Records for this task START

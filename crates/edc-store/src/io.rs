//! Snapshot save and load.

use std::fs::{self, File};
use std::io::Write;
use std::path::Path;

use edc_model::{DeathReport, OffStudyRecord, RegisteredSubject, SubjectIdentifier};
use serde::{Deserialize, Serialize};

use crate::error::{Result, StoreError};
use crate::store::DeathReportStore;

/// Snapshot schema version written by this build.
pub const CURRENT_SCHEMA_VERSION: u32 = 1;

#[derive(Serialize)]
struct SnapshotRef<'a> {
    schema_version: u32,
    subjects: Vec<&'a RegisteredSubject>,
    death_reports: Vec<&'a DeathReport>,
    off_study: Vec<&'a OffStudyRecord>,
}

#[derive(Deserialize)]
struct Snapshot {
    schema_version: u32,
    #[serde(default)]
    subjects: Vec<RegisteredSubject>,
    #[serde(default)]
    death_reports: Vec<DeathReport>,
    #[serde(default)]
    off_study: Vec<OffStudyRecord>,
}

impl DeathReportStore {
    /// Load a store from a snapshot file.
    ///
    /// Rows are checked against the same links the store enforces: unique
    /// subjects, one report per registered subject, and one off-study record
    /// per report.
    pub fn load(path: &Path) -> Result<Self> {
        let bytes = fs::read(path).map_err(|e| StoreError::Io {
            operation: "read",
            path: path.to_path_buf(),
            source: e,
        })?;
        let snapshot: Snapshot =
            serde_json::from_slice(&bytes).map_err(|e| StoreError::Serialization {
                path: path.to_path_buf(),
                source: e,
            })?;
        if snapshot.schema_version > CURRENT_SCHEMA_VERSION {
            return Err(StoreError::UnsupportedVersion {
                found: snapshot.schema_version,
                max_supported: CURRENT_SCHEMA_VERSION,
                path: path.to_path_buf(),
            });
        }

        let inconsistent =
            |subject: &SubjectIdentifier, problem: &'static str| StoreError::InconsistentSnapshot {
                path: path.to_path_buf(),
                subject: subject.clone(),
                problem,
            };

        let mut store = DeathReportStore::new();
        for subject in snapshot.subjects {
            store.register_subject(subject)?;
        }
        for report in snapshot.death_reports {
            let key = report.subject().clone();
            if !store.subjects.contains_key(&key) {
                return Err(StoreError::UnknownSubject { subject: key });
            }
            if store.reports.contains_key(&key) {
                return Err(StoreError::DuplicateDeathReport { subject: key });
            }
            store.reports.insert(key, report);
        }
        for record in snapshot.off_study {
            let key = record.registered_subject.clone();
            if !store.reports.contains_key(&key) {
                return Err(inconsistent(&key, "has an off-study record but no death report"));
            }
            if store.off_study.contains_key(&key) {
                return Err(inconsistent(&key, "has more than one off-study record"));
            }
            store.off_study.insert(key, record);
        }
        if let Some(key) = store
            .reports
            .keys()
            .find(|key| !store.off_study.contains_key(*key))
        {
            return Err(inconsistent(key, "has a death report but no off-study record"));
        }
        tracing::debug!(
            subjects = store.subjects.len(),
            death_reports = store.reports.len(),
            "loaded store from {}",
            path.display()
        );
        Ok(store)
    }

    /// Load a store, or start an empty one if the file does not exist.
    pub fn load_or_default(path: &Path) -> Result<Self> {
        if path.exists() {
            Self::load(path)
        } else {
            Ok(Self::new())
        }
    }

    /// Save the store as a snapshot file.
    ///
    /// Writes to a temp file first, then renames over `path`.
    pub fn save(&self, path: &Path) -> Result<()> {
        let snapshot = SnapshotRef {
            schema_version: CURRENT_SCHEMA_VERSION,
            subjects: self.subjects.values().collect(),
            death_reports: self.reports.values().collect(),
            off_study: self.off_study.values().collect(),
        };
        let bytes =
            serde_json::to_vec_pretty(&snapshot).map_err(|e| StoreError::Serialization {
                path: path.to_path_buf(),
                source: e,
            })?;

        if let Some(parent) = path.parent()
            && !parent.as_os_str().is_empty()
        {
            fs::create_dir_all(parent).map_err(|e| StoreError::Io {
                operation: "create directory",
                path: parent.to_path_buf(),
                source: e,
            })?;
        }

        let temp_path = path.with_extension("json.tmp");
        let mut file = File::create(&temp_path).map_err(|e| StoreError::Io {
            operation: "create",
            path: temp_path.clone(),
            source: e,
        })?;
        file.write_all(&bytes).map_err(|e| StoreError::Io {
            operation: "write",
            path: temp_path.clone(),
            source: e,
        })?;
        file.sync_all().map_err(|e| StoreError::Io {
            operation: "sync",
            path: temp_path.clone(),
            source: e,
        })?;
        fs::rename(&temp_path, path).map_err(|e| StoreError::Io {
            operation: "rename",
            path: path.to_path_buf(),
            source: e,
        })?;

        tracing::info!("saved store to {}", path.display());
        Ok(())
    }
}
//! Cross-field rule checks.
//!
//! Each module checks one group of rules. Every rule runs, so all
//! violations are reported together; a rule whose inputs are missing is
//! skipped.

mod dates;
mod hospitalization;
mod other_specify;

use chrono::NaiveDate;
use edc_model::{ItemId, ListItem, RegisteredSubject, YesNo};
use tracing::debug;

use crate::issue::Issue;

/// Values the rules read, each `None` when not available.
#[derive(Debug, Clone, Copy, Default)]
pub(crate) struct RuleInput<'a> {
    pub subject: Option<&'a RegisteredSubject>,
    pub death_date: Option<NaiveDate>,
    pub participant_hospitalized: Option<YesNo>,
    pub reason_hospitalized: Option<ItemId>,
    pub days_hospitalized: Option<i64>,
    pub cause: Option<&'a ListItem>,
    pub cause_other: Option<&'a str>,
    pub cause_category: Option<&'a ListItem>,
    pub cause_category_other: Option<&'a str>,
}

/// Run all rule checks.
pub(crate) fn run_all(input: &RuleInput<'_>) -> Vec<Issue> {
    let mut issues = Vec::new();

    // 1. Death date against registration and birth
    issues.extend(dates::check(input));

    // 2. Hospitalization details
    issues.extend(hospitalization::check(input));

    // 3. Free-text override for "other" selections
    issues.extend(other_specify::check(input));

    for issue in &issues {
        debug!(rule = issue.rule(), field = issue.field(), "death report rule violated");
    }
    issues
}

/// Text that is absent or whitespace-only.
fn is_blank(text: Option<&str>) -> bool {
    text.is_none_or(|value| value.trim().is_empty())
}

Records for this task END

Produce a word-for-word restatement of all the records.

§ Response:
filename crates/edc-store/src/io.rs
//! Snapshot save and load.

use std::fs::{self, File};
use std::io::Write;
use std::path::Path;

use edc_model::{DeathReport, OffStudyRecord, RegisteredSubject, SubjectIdentifier};
use serde::{Deserialize, Serialize};

use crate::error::{Result, StoreError};
use crate::store::DeathReportStore;

/// Snapshot schema version written by this build.
pub const CURRENT_SCHEMA_VERSION: u32 = 1;

#[derive(Serialize)]
struct SnapshotRef<'a> {
    schema_version: u32,
    subjects: Vec<&'a RegisteredSubject>,
    death_reports: Vec<&'a DeathReport>,
    off_study: Vec<&'a OffStudyRecord>,
}

#[derive(Deserialize)]
struct Snapshot {
    schema_version: u32,
    #[serde(default)]
    subjects: Vec<RegisteredSubject>,
    #[serde(default)]
    death_reports: Vec<DeathReport>,
    #[serde(default)]
    off_study: Vec<OffStudyRecord>,
}

impl DeathReportStore {
    /// Load a store from a snapshot file.
    ///
    /// Rows are checked against the same links the store enforces: unique
    /// subjects, one report per registered subject, and one off-study record
    /// per report.
    pub fn load(path: &Path) -> Result<Self> {
        let bytes = fs::read(path).map_err(|e| StoreError::Io {
            operation: "read",
            path: path.to_path_buf(),
            source: e,
        })?;
        let snapshot: Snapshot =
            serde_json::from_slice(&bytes).map_err(|e| StoreError::Serialization {
                path: path.to_path_buf(),
                source: e,
            })?;
        if snapshot.schema_version > CURRENT_SCHEMA_VERSION {
            return Err(StoreError::UnsupportedVersion {
                found: snapshot.schema_version,
                max_supported: CURRENT_SCHEMA_VERSION,
                path: path.to_path_buf(),
            });
        }

        let inconsistent =
            |subject: &SubjectIdentifier, problem: &'static str| StoreError::InconsistentSnapshot {
                path: path.to_path_buf(),
                subject: subject.clone(),
                problem,
            };

        let mut store = DeathReportStore::new();
        for subject in snapshot.subjects {
            store.register_subject(subject)?;
        }
        for report in snapshot.death_reports {
            let key = report.subject().clone();
            if !store.subjects.contains_key(&key) {
                return Err(StoreError::UnknownSubject { subject: key });
            }
            if store.reports.contains_key(&key) {
                return Err(StoreError::DuplicateDeathReport { subject: key });
            }
            store.reports.insert(key, report);
        }
        for record in snapshot.off_study {
            let key = record.registered_subject.clone();
            if !store.reports.contains_key(&key) {
                return Err(inconsistent(&key, "has an off-study record but no death report"));
            }
            if store.off_study.contains_key(&key) {
                return Err(inconsistent(&key, "has more than one off-study record"));
            }
            store.off_study.insert(key, record);
        }
        if let Some(key) = store
            .reports
            .keys()
            .find(|key| !store.off_study.contains_key(*key))
        {
            return Err(inconsistent(key, "has a death report but no off-study record"));
        }
        tracing::debug!(
            subjects = store.subjects.len(),
            death_reports = store.reports.len(),
            "loaded store from {}",
            path.display()
        );
        Ok(store)
    }

    /// Load a store, or start an empty one if the file does not exist.
    pub fn load_or_default(path: &Path) -> Result<Self> {
        if path.exists() {
            Self::load(path)
        } else {
            Ok(Self::new())
        }
    }

    /// Save the store as a snapshot file.
    ///
    /// Writes to a temp file first, then renames over `path`.
    pub fn save(&self, path: &Path) -> Result<()> {
        let snapshot = SnapshotRef {
            schema_version: CURRENT_SCHEMA_VERSION,
            subjects: self.subjects.values().collect(),
            death_reports: self.reports.values().collect(),
            off_study: self.off_study.values().collect(),
        };
        let bytes =
            serde_json::to_vec_pretty(&snapshot).map_err(|e| StoreError::Serialization {
                path: path.to_path_buf(),
                source: e,
            })?;

        if let Some(parent) = path.parent()
            && !parent.as_os_str().is_empty()
        {
            fs::create_dir_all(parent).map_err(|e| StoreError::Io {
                operation: "create directory",
                path: parent.to_path_buf(),
                source: e,
            })?;
        }

        let temp_path = path.with_extension("json.tmp");
        let mut file = File::create(&temp_path).map_err(|e| StoreError::Io {
            operation: "create",
            path: temp_path.clone(),
            source: e,
        })?;
        file.write_all(&bytes).map_err(|e| StoreError::Io {
            operation: "write",
            path: temp_path.clone(),
            source: e,
        })?;
        file.sync_all().map_err(|e| StoreError::Io {
            operation: "sync",
            path: temp_path.clone(),
            source: e,
        })?;
        fs::rename(&temp_path, path).map_err(|e| StoreError::Io {
            operation: "rename",
            path: path.to_path_buf(),
            source: e,
        })?;

        tracing::info!("saved store to {}", path.display());
        Ok(())
    }
}
//! Cross-field rule checks.
//!
//! Each module checks one group of rules. Every rule runs, so all
//! violations are reported together; a rule whose inputs are missing is
//! skipped.

mod dates;
mod hospitalization;
mod other_specify;

use chrono::NaiveDate;
use edc_model::{ItemId, ListItem, RegisteredSubject, YesNo};
use tracing::debug;

use crate::issue::Issue;

/// Values the rules read, each `None` when not available.
#[derive(Debug, Clone, Copy, Default)]
pub(crate) struct RuleInput<'a> {
    pub subject: Option<&'a RegisteredSubject>,
    pub death_date: Option<NaiveDate>,
    pub participant_hospitalized: Option<YesNo>,
    pub reason_hospitalized: Option<ItemId>,
    pub days_hospitalized: Option<i64>,
    pub cause: Option<&'a ListItem>,
    pub cause_other: Option<&'a str>,
    pub cause_category: Option<&'a ListItem>,
    pub cause_category_other: Option<&'a str>,
}

/// Run all rule checks.
pub(crate) fn run_all(input: &RuleInput<'_>) -> Vec<Issue> {
    let mut issues = Vec::new();

    // 1. Death date against registration and birth
    issues.extend(dates::check(input));

    // 2. Hospitalization details
    issues.extend(hospitalization::check(input));

    // 3. Free-text override for "other" selections
    issues.extend(other_specify::check(input));

    for issue in &issues {
        debug!(rule = issue.rule(), field = issue.field(), "death report rule violated");
    }
    issues
}

/// Text that is absent or whitespace-only.
fn is_blank(text: Option<&str>) -> bool {
    text.is_none_or(|value| value.trim().is_empty())
}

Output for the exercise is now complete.